SMALL FARMS RAISE HEALTHIER HOGS (Short Version)

A growing number of farmers in the Midwest are turning to more humaneand natural ways to raise animals in an attempt to save their smallfarms. The Great Lakes Radio Consortium’s Jonathan Ahl reports:

Transcript

A growing number of farmers in the Midwest are turning to more humane and
natural ways to raise animals in an attempt to save their small farms. The Great Lakes Radio Consortium’s Jonathan Ahl reports.


Some hog farmers are trying to preserve their way of life by raising animals that can be sold in health food stores and at high end restaurants. Theresa Carbrey of the Iowa based Pioneer Co-op Organic Foods company says she is seeing an increase in meat providers who are trying to serve this markets to avoid losing out to large, corporate farms.

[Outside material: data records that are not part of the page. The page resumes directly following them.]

use std::fmt;
use std::sync::Arc;

use dioxus::LaunchBuilder;
use dioxus::desktop::{Config as DesktopConfig, WindowBuilder};
use quiz_core::Clock;
use services::{QuizConfig, QuizLoopService, RestCountriesClient};
use ui::{App, UiApp, build_app_context};

#[derive(Debug)]
enum ArgsError {
    MissingValue { flag: &'static str },
    UnknownArg(String),
    InvalidEndpoint { raw: String },
    InvalidSeconds { flag: &'static str, raw: String },
}

impl fmt::Display for ArgsError {
    fn fmt(&self, f: &mut fmt::Formatter<'_>) -> fmt::Result {
        match self {
            ArgsError::MissingValue { flag } => write!(f, "{flag} requires a value"),
            ArgsError::UnknownArg(arg) => write!(f, "unknown argument: {arg}"),
            ArgsError::InvalidEndpoint { raw } => write!(f, "invalid --endpoint value: {raw}"),
            ArgsError::InvalidSeconds { flag, raw } => {
                write!(f, "invalid {flag} value: {raw}")
            }
        }
    }
}

impl std::error::Error for ArgsError {}

fn require_value(
    args: &mut impl Iterator<Item = String>,
    flag: &'static str,
) -> Result<String, ArgsError> {
    args.next().ok_or(ArgsError::MissingValue { flag })
}

struct DesktopApp {
    quiz_loop: Arc<QuizLoopService>,
}

impl UiApp for DesktopApp {
    fn quiz_loop(&self) -> Arc<QuizLoopService> {
        Arc::clone(&self.quiz_loop)
    }
}

struct Args {
    endpoint: String,
    quiz_config: QuizConfig,
}

fn print_usage() {
    eprintln!("Usage:");
    eprintln!("  cargo run -p app -- [--endpoint <url>] [--timed] [--countdown-secs <n>] [--reveal-secs <n>]");
    eprintln!();
    eprintln!("Defaults:");
    eprintln!("  --endpoint {}", services::countries::REST_COUNTRIES_ENDPOINT);
    eprintln!("  untimed questions, 3s countdown when timed, 2s reveal");
    eprintln!();
    eprintln!("Environment:");
    eprintln!("  COUNTRY_QUIZ_ENDPOINT, COUNTRY_QUIZ_TIMED");
}

impl Args {
    fn parse(args: &mut impl Iterator<Item = String>) -> Result<Self, ArgsError> {
        let mut endpoint = std::env::var("COUNTRY_QUIZ_ENDPOINT")
            .unwrap_or_else(|_| services::countries::REST_COUNTRIES_ENDPOINT.to_string());
        let mut quiz_config = QuizConfig::default();
        quiz_config.timed = std::env::var("COUNTRY_QUIZ_TIMED")
            .map(|value| value == "1" || value.eq_ignore_ascii_case("true"))
            .unwrap_or(false);

        while let Some(arg) = args.next() {
            match arg.as_str() {
                "--endpoint" => {
                    let value = require_value(args, "--endpoint")?;
                    if value.trim().is_empty() {
                        return Err(ArgsError::InvalidEndpoint { raw: value });
                    }
                    endpoint = value;
                }
                "--timed" => {
                    quiz_config.timed = true;
                }
                "--countdown-secs" => {
                    let value = require_value(args, "--countdown-secs")?;
                    quiz_config.countdown_secs =
                        value.parse().map_err(|_| ArgsError::InvalidSeconds {
                            flag: "--countdown-secs",
                            raw: value.clone(),
                        })?;
                }
                "--reveal-secs" => {
                    let value = require_value(args, "--reveal-secs")?;
                    quiz_config.reveal_secs =
                        value.parse().map_err(|_| ArgsError::InvalidSeconds {
                            flag: "--reveal-secs",
                            raw: value.clone(),
                        })?;
                }
                "--help" | "-h" => {
                    print_usage();
                    std::process::exit(0);
                }
                _ => return Err(ArgsError::UnknownArg(arg)),
            }
        }

        Ok(Self {
            endpoint,
            quiz_config,
        })
    }
}

async fn run() -> Result<(), Box<dyn std::error::Error>> {
    let mut argv = std::env::args().skip(1);
    let parsed = Args::parse(&mut argv).map_err(|e| {
        eprintln!("{e}");
        print_usage();
        e
    })?;

    log::info!(
        "starting country quiz (endpoint={}, timed={})",
        parsed.endpoint,
        parsed.quiz_config.timed
    );

    let client = RestCountriesClient::new().with_endpoint(parsed.endpoint);
    let quiz_loop = Arc::new(
        QuizLoopService::new(Clock::default_clock(), Arc::new(client))
            .with_config(parsed.quiz_config),
    );

    let app: Arc<dyn UiApp> = Arc::new(DesktopApp { quiz_loop });
    let context = build_app_context(&app);

    let desktop_cfg = DesktopConfig::new().with_window(
        WindowBuilder::new()
            .with_title("Country Quiz")
            .with_always_on_top(false),
    );

    LaunchBuilder::desktop()
        .with_cfg(desktop_cfg)
        .with_context(context)
        .launch(App);
    Ok(())
}

#[tokio::main]
async fn main() {
    pretty_env_logger::init();
    if let Err(err) = run().await {
        // At this layer (binary glue), printing once is fine.
        eprintln!("{err}");
        std::process::exit(2);
    }
}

“I think the persons that are interested in more naturally raised meats,
like those persons who are interested in crops that are produced without chemicals and pesticides, are a real market, and they answer a concern that the small operators have, and that’s how to stay in business.”


Carbrey says meat that is raised without chemicals, and in more humane and natural ways is a growing business. She says it can also serve multiple purposes of treating animals better, growing safer food, and saving small family farms. For the Great Lakes Radio Consortium, I’m Jonathan Ahl.